Take from the records below each line that holds "info".

Collection entries:
_ _ _ _
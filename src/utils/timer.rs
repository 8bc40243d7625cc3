//! Timer utilities
//!
//! Provides timing helpers for case execution.

use std::time::{Duration, Instant};

/// Simple timer for measuring elapsed time
#[derive(Debug)]
pub struct Timer {
    start: Instant,
    label: String,
}

impl Timer {
    /// Create and start a new timer
    pub fn start(label: impl Into<String>) -> Self {
        Self {
            start: Instant::now(),
            label: label.into(),
        }
    }

    pub fn elapsed(&self) -> Duration {
        self.start.elapsed()
    }

    pub fn elapsed_ms(&self) -> u64 {
        self.elapsed().as_millis() as u64
    }

    /// Stop timer, log and return elapsed milliseconds
    pub fn stop(self) -> u64 {
        let elapsed = self.elapsed_ms();
        tracing::debug!("{}: {}ms", self.label, elapsed);
        elapsed
    }
}
//! Worker pool
//!
//! Runs cases on a fixed set of blocking worker threads. Cases are fed
//! through a bounded channel; each worker pulls one case at a time, wraps
//! it in its database scope and writes the result into the slot matching
//! the case's input position.

#![allow(dead_code)]

use futures::future::join_all;
use parking_lot::Mutex;
use std::any::Any;
use std::panic::{self, AssertUnwindSafe};
use std::sync::atomic::{AtomicBool, Ordering};
use std::sync::Arc;
use thiserror::Error;
use tokio::sync::mpsc;
use tracing::{debug, error, info, warn};

use crate::cases::{CaseContext, TestCase};
use crate::database::{DatabaseError, DatabaseManager, UnitScope};
use crate::models::{ExecutionResult, Outcome};
use crate::utils::Timer;

/// Errors that abort a dispatch
#[derive(Error, Debug)]
pub enum DispatchError {
    #[error("Worker {worker} database lifecycle failed: {source}")]
    Lifecycle {
        worker: usize,
        #[source]
        source: DatabaseError,
    },

    #[error("Worker thread failed: {0}")]
    WorkerPanicked(String),

    #[error("No result recorded for case #{0}")]
    MissingResult(usize),
}

type Queue = Arc<Mutex<mpsc::Receiver<(usize, Box<dyn TestCase>)>>>;
type Slots = Arc<Mutex<Vec<Option<ExecutionResult>>>>;

/// Fixed-size pool of case workers
pub struct WorkerPool {
    workers: usize,
    extra_args: Arc<Vec<String>>,
}

impl WorkerPool {
    pub fn new(workers: usize) -> Self {
        Self {
            workers: workers.max(1),
            extra_args: Arc::new(Vec::new()),
        }
    }

    /// Arguments handed to every case after `--`
    pub fn with_extra_args(mut self, args: Vec<String>) -> Self {
        self.extra_args = Arc::new(args);
        self
    }

    pub fn workers(&self) -> usize {
        self.workers
    }

    /// Run every case and return one result per case, in input order
    ///
    /// Case faults are contained in their results. A failure of the
    /// database hooks stops the dispatch and is returned as an error.
    pub async fn run_all(
        &self,
        cases: Vec<Box<dyn TestCase>>,
        manager: Arc<DatabaseManager>,
    ) -> Result<Vec<ExecutionResult>, DispatchError> {
        let total = cases.len();
        if total == 0 {
            return Ok(Vec::new());
        }

        let workers = self.workers.min(total);
        info!("Dispatching {} case(s) across {} worker(s)", total, workers);

        let (tx, rx) = mpsc::channel(workers);
        let queue: Queue = Arc::new(Mutex::new(rx));
        let slots: Slots = Arc::new(Mutex::new(vec![None; total]));
        let abort = Arc::new(AtomicBool::new(false));

        let handles: Vec<_> = (0..workers)
            .map(|index| {
                let worker = Worker {
                    index,
                    queue: queue.clone(),
                    slots: slots.clone(),
                    abort: abort.clone(),
                    manager: manager.clone(),
                    extra_args: self.extra_args.clone(),
                };
                tokio::task::spawn_blocking(move || worker.run())
            })
            .collect();
        // Workers own the receiver from here, so a failed pool closes the channel
        drop(queue);

        for (index, case) in cases.into_iter().enumerate() {
            if abort.load(Ordering::SeqCst) || tx.send((index, case)).await.is_err() {
                break;
            }
        }
        drop(tx);

        let mut failure = None;
        for joined in join_all(handles).await {
            let result = joined.unwrap_or_else(|e| Err(DispatchError::WorkerPanicked(e.to_string())));
            if let Err(e) = result {
                failure.get_or_insert(e);
            }
        }
        if let Some(e) = failure {
            return Err(e);
        }

        let slots = std::mem::take(&mut *slots.lock());
        slots
            .into_iter()
            .enumerate()
            .map(|(index, slot)| slot.ok_or(DispatchError::MissingResult(index)))
            .collect()
    }
}

impl Default for WorkerPool {
    fn default() -> Self {
        Self::new(4)
    }
}

struct Worker {
    index: usize,
    queue: Queue,
    slots: Slots,
    abort: Arc<AtomicBool>,
    manager: Arc<DatabaseManager>,
    extra_args: Arc<Vec<String>>,
}

impl Worker {
    fn run(self) -> Result<(), DispatchError> {
        let mut scope = self
            .manager
            .worker_scope(self.index)
            .map_err(|e| self.fail(e))?;

        let mut executed = 0usize;
        while !self.abort.load(Ordering::SeqCst) {
            let next = self.queue.lock().blocking_recv();
            let Some((position, case)) = next else {
                break;
            };

            let result = self
                .execute(&mut scope, case.as_ref())
                .map_err(|e| self.fail(e))?;
            self.slots.lock()[position] = Some(result);
            executed += 1;
        }

        debug!("Worker {} finished after {} case(s)", self.index, executed);
        Ok(())
    }

    /// before, execute, after for a single case
    fn execute(
        &self,
        scope: &mut UnitScope,
        case: &dyn TestCase,
    ) -> Result<ExecutionResult, DatabaseError> {
        scope.before_unit()?;

        let timer = Timer::start(case.description());
        let outcome = {
            let (database, session) = scope.parts();
            let mut ctx = CaseContext {
                worker: self.index,
                database,
                session,
                extra_args: &self.extra_args,
            };
            panic::catch_unwind(AssertUnwindSafe(|| case.execute(&mut ctx)))
                .unwrap_or_else(|payload| Outcome::unexpected(panic_message(payload.as_ref())))
        };
        let duration_ms = timer.stop();

        // Reached for every outcome, panics included
        scope.after_unit()?;

        match &outcome {
            Outcome::Success => debug!("Passed: {}", case.description()),
            Outcome::ExpectationFailure(msg) => warn!("Test failed: {}", msg),
            Outcome::UnexpectedError(msg) => error!("Error: {}", msg),
        }

        Ok(ExecutionResult::new(
            case.group().name.clone(),
            case.description(),
            self.index,
            duration_ms,
            outcome,
        ))
    }

    fn fail(&self, source: DatabaseError) -> DispatchError {
        self.abort.store(true, Ordering::SeqCst);
        error!("Worker {} stopping: {}", self.index, source);
        DispatchError::Lifecycle {
            worker: self.index,
            source,
        }
    }
}

fn panic_message(payload: &(dyn Any + Send)) -> String {
    if let Some(msg) = payload.downcast_ref::<&str>() {
        format!("panicked: {msg}")
    } else if let Some(msg) = payload.downcast_ref::<String>() {
        format!("panicked: {msg}")
    } else {
        "panicked".to_string()
    }
}

#[cfg(test)]
mod tests {
    use super::*;
    use crate::cases::{CommandCase, CommandSpec, FnCase, TestGroup};
    use crate::database::testing::{fake_psql, Call, RecordingBackend};
    use crate::database::PsqlBackend;
    use crate::models::{ConnectionDescriptor, DatabaseStrategy};
    use std::sync::Barrier;
    use std::time::Duration;
    use tempfile::tempdir;

    fn disabled() -> Arc<DatabaseManager> {
        Arc::new(DatabaseManager::disabled(DatabaseStrategy::Transaction))
    }

    fn transaction_manager(backend: &RecordingBackend) -> Arc<DatabaseManager> {
        let manager = DatabaseManager::new(
            DatabaseStrategy::Transaction,
            Vec::new(),
            Arc::new(backend.clone()),
            ConnectionDescriptor::new("app_test"),
        );
        manager.setup().unwrap();
        Arc::new(manager)
    }

    fn passing(description: &str) -> Box<dyn TestCase> {
        FnCase::new(description, |_| Outcome::Success).boxed()
    }

    #[tokio::test]
    async fn test_results_follow_input_order() {
        // Early cases take longest, so completion order is roughly reversed
        let cases: Vec<Box<dyn TestCase>> = (0..12u64)
            .map(|i| {
                FnCase::new(&format!("case-{i}"), move |_| {
                    std::thread::sleep(Duration::from_millis((12 - i) * 5));
                    Outcome::Success
                })
                .boxed()
            })
            .collect();

        let results = WorkerPool::new(4).run_all(cases, disabled()).await.unwrap();

        let descriptions: Vec<String> = results.iter().map(|r| r.description.clone()).collect();
        let expected: Vec<String> = (0..12).map(|i| format!("case-{i}")).collect();
        assert_eq!(descriptions, expected);
    }

    #[tokio::test]
    async fn test_mixed_outcomes_keep_position() {
        let cases = vec![
            FnCase::new("a", |_| Outcome::expectation("expected 1, got 2")).boxed(),
            passing("b"),
            FnCase::new("c", |_| Outcome::unexpected("undefined method")).boxed(),
        ];

        let results = WorkerPool::new(2).run_all(cases, disabled()).await.unwrap();

        assert_eq!(results.len(), 3);
        assert_eq!(
            results[0].outcome,
            Outcome::expectation("expected 1, got 2")
        );
        assert_eq!(results[1].outcome, Outcome::Success);
        assert_eq!(results[2].outcome, Outcome::unexpected("undefined method"));
    }

    #[tokio::test]
    async fn test_panicking_case_is_contained() {
        let cases = vec![
            FnCase::new("explodes", |_| panic!("kaboom")).boxed(),
            passing("after"),
        ];

        let results = WorkerPool::new(1).run_all(cases, disabled()).await.unwrap();

        assert_eq!(results[0].outcome, Outcome::unexpected("panicked: kaboom"));
        assert!(results[1].is_success());
    }

    #[tokio::test]
    async fn test_every_case_is_rolled_back() {
        let backend = RecordingBackend::new();
        let manager = transaction_manager(&backend);
        let cases = vec![
            passing("ok"),
            FnCase::new("fails", |_| Outcome::expectation("nope")).boxed(),
            FnCase::new("errors", |_| Outcome::unexpected("boom")).boxed(),
            FnCase::new("panics", |_| panic!("bad")).boxed(),
            passing("ok again"),
        ];

        let results = WorkerPool::new(2).run_all(cases, manager).await.unwrap();

        assert_eq!(results.len(), 5);
        assert_eq!(backend.count(|c| matches!(c, Call::Begin)), 5);
        assert_eq!(backend.count(|c| matches!(c, Call::Rollback)), 5);
        assert_eq!(backend.count(|c| matches!(c, Call::Connect(_))), 2);
    }

    #[tokio::test]
    async fn test_cases_see_worker_session() {
        let backend = RecordingBackend::new();
        let manager = transaction_manager(&backend);
        let cases = vec![FnCase::new("writes", |ctx| {
            match ctx.session.as_deref_mut() {
                Some(session) => session.execute("INSERT INTO t VALUES (1)").unwrap(),
                None => return Outcome::unexpected("no session"),
            }
            Outcome::Success
        })
        .boxed()];

        let results = WorkerPool::new(1).run_all(cases, manager).await.unwrap();

        assert!(results[0].is_success());
        let calls = backend.calls();
        let begin = calls.iter().position(|c| *c == Call::Begin).unwrap();
        let insert = calls
            .iter()
            .position(|c| matches!(c, Call::Execute(_)))
            .unwrap();
        let rollback = calls.iter().position(|c| *c == Call::Rollback).unwrap();
        assert!(begin < insert && insert < rollback);
    }

    #[tokio::test]
    async fn test_rollback_failure_is_fatal() {
        let backend = RecordingBackend::new().fail_rollback();
        let manager = transaction_manager(&backend);
        let cases = vec![passing("a"), passing("b"), passing("c")];

        let err = WorkerPool::new(1).run_all(cases, manager).await.unwrap_err();

        assert!(matches!(err, DispatchError::Lifecycle { worker: 0, .. }));
        // The failed worker stops pulling cases
        assert_eq!(backend.count(|c| matches!(c, Call::Rollback)), 1);
    }

    #[tokio::test]
    async fn test_failed_case_sql_does_not_abort_run() {
        let dir = tempdir().unwrap();
        let backend = PsqlBackend::new().with_binary(fake_psql(dir.path()));
        let manager = DatabaseManager::new(
            DatabaseStrategy::Transaction,
            Vec::new(),
            Arc::new(backend),
            ConnectionDescriptor::new("app_test"),
        );
        manager.setup().unwrap();

        let group = Arc::new(TestGroup::new("accounts"));
        let cases: Vec<Box<dyn TestCase>> = vec![
            Box::new(CommandCase::new(
                group.clone(),
                CommandSpec::new("bad seed", "true").with_sql("SELECT FAIL"),
            )),
            Box::new(CommandCase::new(group, CommandSpec::new("plain", "true"))),
        ];

        let results = WorkerPool::new(1)
            .run_all(cases, Arc::new(manager))
            .await
            .unwrap();

        assert!(matches!(results[0].outcome, Outcome::UnexpectedError(ref msg) if msg.contains("SQL failed")));
        assert_eq!(results[1].outcome, Outcome::Success);
    }

    #[tokio::test]
    async fn test_begin_failure_is_fatal() {
        let backend = RecordingBackend::new().fail_begin();
        let manager = transaction_manager(&backend);

        let err = WorkerPool::new(1)
            .run_all(vec![passing("a"), passing("b")], manager)
            .await
            .unwrap_err();

        assert!(matches!(err, DispatchError::Lifecycle { worker: 0, .. }));
        assert_eq!(backend.count(|c| matches!(c, Call::Begin)), 1);
        assert_eq!(backend.count(|c| matches!(c, Call::Rollback)), 0);
    }

    #[tokio::test]
    async fn test_workers_run_in_parallel() {
        // Both cases must be inside `wait` at once for either to return
        let barrier = Arc::new(Barrier::new(2));
        let cases: Vec<Box<dyn TestCase>> = (0..2)
            .map(|i| {
                let barrier = barrier.clone();
                FnCase::new(&format!("case-{i}"), move |_| {
                    barrier.wait();
                    Outcome::Success
                })
                .boxed()
            })
            .collect();

        let pool = WorkerPool::new(2);
        let run = pool.run_all(cases, disabled());
        let results = tokio::time::timeout(Duration::from_secs(10), run)
            .await
            .expect("workers did not run concurrently")
            .unwrap();

        assert!(results.iter().all(|r| r.is_success()));
        assert_ne!(results[0].worker, results[1].worker);
    }

    #[tokio::test]
    async fn test_more_workers_than_cases() {
        let results = WorkerPool::new(8)
            .run_all(vec![passing("only")], disabled())
            .await
            .unwrap();
        assert_eq!(results.len(), 1);
    }

    #[tokio::test]
    async fn test_extra_args_reach_cases() {
        let cases = vec![FnCase::new("args", |ctx| {
            if ctx.extra_args == ["--seed", "7"] {
                Outcome::Success
            } else {
                Outcome::expectation(format!("got {:?}", ctx.extra_args))
            }
        })
        .boxed()];

        let results = WorkerPool::new(1)
            .with_extra_args(vec!["--seed".to_string(), "7".to_string()])
            .run_all(cases, disabled())
            .await
            .unwrap();
        assert!(results[0].is_success());
    }

    #[test]
    fn test_pool_minimum_one_worker() {
        assert_eq!(WorkerPool::new(0).workers(), 1);
        assert_eq!(WorkerPool::default().workers(), 4);
    }
}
_ _ _ _
> _Solved problem_
use tracing::{debug, error, info, warn};
        info!("Dispatching {} case(s) across {} worker(s)", total, workers);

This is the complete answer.